The present invention has been described in detail with reference to the embodiments, but the description is only illustrative of the present invention and should not be construed as limiting the scope of the present invention. The scope of the invention is defined by the claims. The technical solutions of the present invention or those skilled in the art, based on the teaching of the technical solutions of the present invention, should be considered to be within the scope of the present invention, and all equivalent changes and modifications made within the scope of the present invention or equivalent technical solutions designed to achieve the above technical effects are also within the scope of the present invention.

Claims

1. A deep neural network quantization method based on elastic significance is characterized in that: quantizing the fixed point number or the floating point number into a quantized value with an elastic significant digit, and discarding redundant mantissa parts;

inputting the quantized value into a multiplication accumulator, converting the value into a shift addition based on a finite effective bit through multiplication calculation of the finite effective bit, and finally obtaining an output result of the layer through accumulation operation;

and quantitatively evaluating the distribution difference between the quantized value and the original data in a feasible solving way:

s.t.S＝(q-q_l，q+q_u]

wherein (q-q)_l，q+q_u]Representing a range of continuous data that can be projected onto a q-value, the range being centered at q, q_lAnd q is_uIndicating its floating range.

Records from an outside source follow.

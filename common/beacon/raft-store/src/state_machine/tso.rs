// Copyright 2021 Datafuse Labs.
//
// Licensed under the Apache License, Version 2.0 (the "License");
// you may not use this file except in compliance with the License.
// You may obtain a copy of the License at
//
//     http://www.apache.org/licenses/LICENSE-2.0
//
// Unless required by applicable law or agreed to in writing, software
// distributed under the License is distributed on an "AS IS" BASIS,
// WITHOUT WARRANTIES OR CONDITIONS OF ANY KIND, either express or implied.
// See the License for the specific language governing permissions and
// limitations under the License.

use std::time::SystemTime;
use std::time::UNIX_EPOCH;

use async_raft::raft::Entry;
use async_raft::raft::EntryPayload;
use async_raft::raft::MembershipConfig;
use async_raft::LogId;
use async_trait::async_trait;
use common_beacon_types::ErrCode;
use common_beacon_types::TsoOpType;
use common_beacon_types::TsoRequest;
use common_beacon_types::TsoResponse;
use common_beacon_types::TsoTimestamp;
use common_beacon_types::GROUP_TSO;
use common_exception::ErrorCode;
use common_exception::Result;
use common_sled_store::get_sled_db;
use common_sled_store::SledBatch;
use common_sled_store::SledTree;
use common_tracing::tracing;

use crate::config::RaftConfig;
use crate::key_spaces::StateMachineMeta;
use crate::key_spaces::TsoMeta;
use crate::state_machine::GroupStateMachine;
use crate::state_machine::StateMachineMetaKey;
use crate::state_machine::StateMachineMetaValue;

const K_LAST_SAVE: &str = "last_save_physical";

pub fn clock_realtime_ms() -> i64 {
    SystemTime::now()
        .duration_since(UNIX_EPOCH)
        .unwrap_or_default()
        .as_millis() as i64
}

/// The state machine of the timestamp group (group 2).
///
/// `current` lives in memory and is advanced by `acquire` on the leader;
/// only the periodic `UpdateTso`/`ResetTso` go through the raft log.
/// `last_save_physical` is the durable high watermark: replayed updates may
/// never move it or the physical clock backwards.
pub struct TsoStateMachine {
    pub sm_tree: SledTree,

    current: TsoTimestamp,
    last_save_physical: i64,
}

impl TsoStateMachine {
    #[tracing::instrument(level = "debug", skip(config))]
    pub async fn open(config: &RaftConfig) -> Result<TsoStateMachine> {
        let db = get_sled_db();
        let tree_name = config.tree_name(format!("state_machine/{}", GROUP_TSO));
        let sm_tree = SledTree::open(&db, tree_name, config.is_sync())?;

        let last_save_physical = sm_tree
            .key_space::<TsoMeta>()
            .get(&K_LAST_SAVE.to_string())?
            .unwrap_or(0);

        Ok(TsoStateMachine {
            sm_tree,
            current: TsoTimestamp::default(),
            last_save_physical,
        })
    }

    pub fn current(&self) -> TsoTimestamp {
        self.current
    }

    pub fn last_save_physical(&self) -> i64 {
        self.last_save_physical
    }

    /// Take `count` timestamps out of the current window, or report that the
    /// logical space is exhausted (`None`) so the caller retries after the
    /// next window advance. Not replicated; leader-only.
    pub fn acquire(&mut self, count: u64, max_logical: i64) -> Option<TsoTimestamp> {
        if self.current.physical == 0 {
            return None;
        }
        let new_logical = self.current.logical + count as i64;
        if new_logical >= max_logical {
            return None;
        }
        let ts = self.current;
        self.current.logical = new_logical;
        Some(ts)
    }

    fn sm_meta(&self) -> common_sled_store::AsKeySpace<StateMachineMeta> {
        self.sm_tree.key_space::<StateMachineMeta>()
    }

    fn meta_batch(&self, log_id: LogId) -> Result<SledBatch> {
        let mut batch = SledBatch::default();
        batch.insert::<StateMachineMeta>(
            &StateMachineMetaKey::LastApplied,
            &StateMachineMetaValue::LogId(log_id),
        )?;
        Ok(batch)
    }

    async fn apply_cmd(&mut self, req: &TsoRequest, log_id: LogId) -> Result<TsoResponse> {
        let batch = self.meta_batch(log_id)?;
        match req.op_type {
            TsoOpType::UpdateTso => self.update_tso(req, batch, false).await,
            TsoOpType::ResetTso => self.update_tso(req, batch, req.force).await,
            _ => {
                self.sm_tree.apply_batch(batch).await?;
                Ok(TsoResponse::error(
                    req.op_type,
                    ErrCode::UnknownReqType,
                    "unsupported request type",
                ))
            }
        }
    }

    /// Install `(current, save)` from a replicated update. Both the physical
    /// clock and the saved watermark must move forward unless forced.
    async fn update_tso(
        &mut self,
        req: &TsoRequest,
        mut batch: SledBatch,
        force: bool,
    ) -> Result<TsoResponse> {
        let (current, save_physical) = match (req.current_timestamp, req.save_physical) {
            (Some(c), Some(s)) => (c, s),
            _ => {
                self.sm_tree.apply_batch(batch).await?;
                return Ok(TsoResponse::error(
                    req.op_type,
                    ErrCode::InputParamError,
                    "no current_timestamp or save_physical",
                ));
            }
        };

        if (save_physical < self.last_save_physical || current.physical < self.current.physical)
            && !force
        {
            tracing::warn!(
                "time fallback refused, save:({}, {}) current:({}, {})",
                save_physical,
                self.last_save_physical,
                current.physical,
                self.current.physical
            );
            self.sm_tree.apply_batch(batch).await?;
            let mut resp =
                TsoResponse::error(req.op_type, ErrCode::InternalError, "time can't fallback");
            resp.start_timestamp = Some(self.current);
            resp.save_physical = Some(self.last_save_physical);
            return Ok(resp);
        }

        batch.insert::<TsoMeta>(&K_LAST_SAVE.to_string(), &save_physical)?;
        self.sm_tree.apply_batch(batch).await?;

        self.last_save_physical = save_physical;
        self.current = current;

        let mut resp = TsoResponse::success(req.op_type);
        resp.start_timestamp = Some(current);
        resp.save_physical = Some(save_physical);
        Ok(resp)
    }
}

#[async_trait]
impl GroupStateMachine for TsoStateMachine {
    type Req = TsoRequest;
    type Resp = TsoResponse;

    const GROUP_ID: u64 = GROUP_TSO;
    const GROUP_NAME: &'static str = "tso";

    async fn open(config: &RaftConfig) -> Result<Self> {
        TsoStateMachine::open(config).await
    }

    async fn apply(&mut self, entry: &Entry<Self::Req>) -> Result<Self::Resp> {
        let log_id = entry.log_id;
        match entry.payload {
            EntryPayload::Normal(ref norm) => self.apply_cmd(&norm.data, log_id).await,
            EntryPayload::ConfigChange(ref mem) => {
                let mut batch = self.meta_batch(log_id)?;
                batch.insert::<StateMachineMeta>(
                    &StateMachineMetaKey::LastMembership,
                    &StateMachineMetaValue::Membership(mem.membership.clone()),
                )?;
                self.sm_tree.apply_batch(batch).await?;
                Ok(TsoResponse::default())
            }
            _ => {
                let batch = self.meta_batch(log_id)?;
                self.sm_tree.apply_batch(batch).await?;
                Ok(TsoResponse::default())
            }
        }
    }

    fn get_last_applied(&self) -> Result<LogId> {
        let last = self.sm_meta().get(&StateMachineMetaKey::LastApplied)?;
        Ok(match last {
            Some(StateMachineMetaValue::LogId(log_id)) => log_id,
            _ => LogId::default(),
        })
    }

    async fn set_last_applied(&mut self, log_id: LogId) -> Result<()> {
        self.sm_meta()
            .insert(
                &StateMachineMetaKey::LastApplied,
                &StateMachineMetaValue::LogId(log_id),
            )
            .await?;
        Ok(())
    }

    fn get_membership(&self) -> Result<Option<MembershipConfig>> {
        let mem = self.sm_meta().get(&StateMachineMetaKey::LastMembership)?;
        Ok(match mem {
            Some(StateMachineMetaValue::Membership(m)) => Some(m),
            _ => None,
        })
    }

    async fn set_membership(&mut self, membership: MembershipConfig) -> Result<()> {
        self.sm_meta()
            .insert(
                &StateMachineMetaKey::LastMembership,
                &StateMachineMetaValue::Membership(membership),
            )
            .await?;
        Ok(())
    }

    /// A single text blob with the saved physical watermark.
    fn snapshot_data(&self) -> Result<Vec<u8>> {
        Ok(self.last_save_physical.to_string().into_bytes())
    }

    async fn install_snapshot_data(&mut self, data: &[u8]) -> Result<()> {
        let text = std::str::from_utf8(data)
            .map_err(|e| ErrorCode::SnapshotDamaged(format!("tso snapshot: {}", e)))?;
        let last_save = text
            .trim()
            .parse::<i64>()
            .map_err(|e| ErrorCode::SnapshotDamaged(format!("tso snapshot: {}", e)))?;

        self.sm_tree
            .key_space::<TsoMeta>()
            .insert(&K_LAST_SAVE.to_string(), &last_save)
            .await?;
        self.last_save_physical = last_save;
        self.current = TsoTimestamp::default();
        Ok(())
    }
}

2. The elastic significance-based deep neural network quantization method of claim 1, wherein: the elastic significant bit is a finite number of significant bits reserved from the most significant bit.

3. The elastic significance-based deep neural network quantization method of claim 1 or 2, wherein: for a given data v, k +1 significant bits are specified from their most significant bit positions, as follows:

P(v)＝R(v＞＞n-k)＜＜n-k

where > and < are shift operations and R () is a rounding operation.

4. The elastic significance-based deep neural network quantization method of claim 3, wherein: the multiplication of the elastic significant bit is based on a multi-stage shift accumulation implementation of the significant bit.

5. The elastic significance-based deep neural network quantization method of claim 4, wherein: the number of significance determines the number of stages of shift addition.

6. The elastic significance-based deep neural network quantization method of claim 3, wherein: the distribution difference is used to evaluate the optimal quantization at different elastic significands.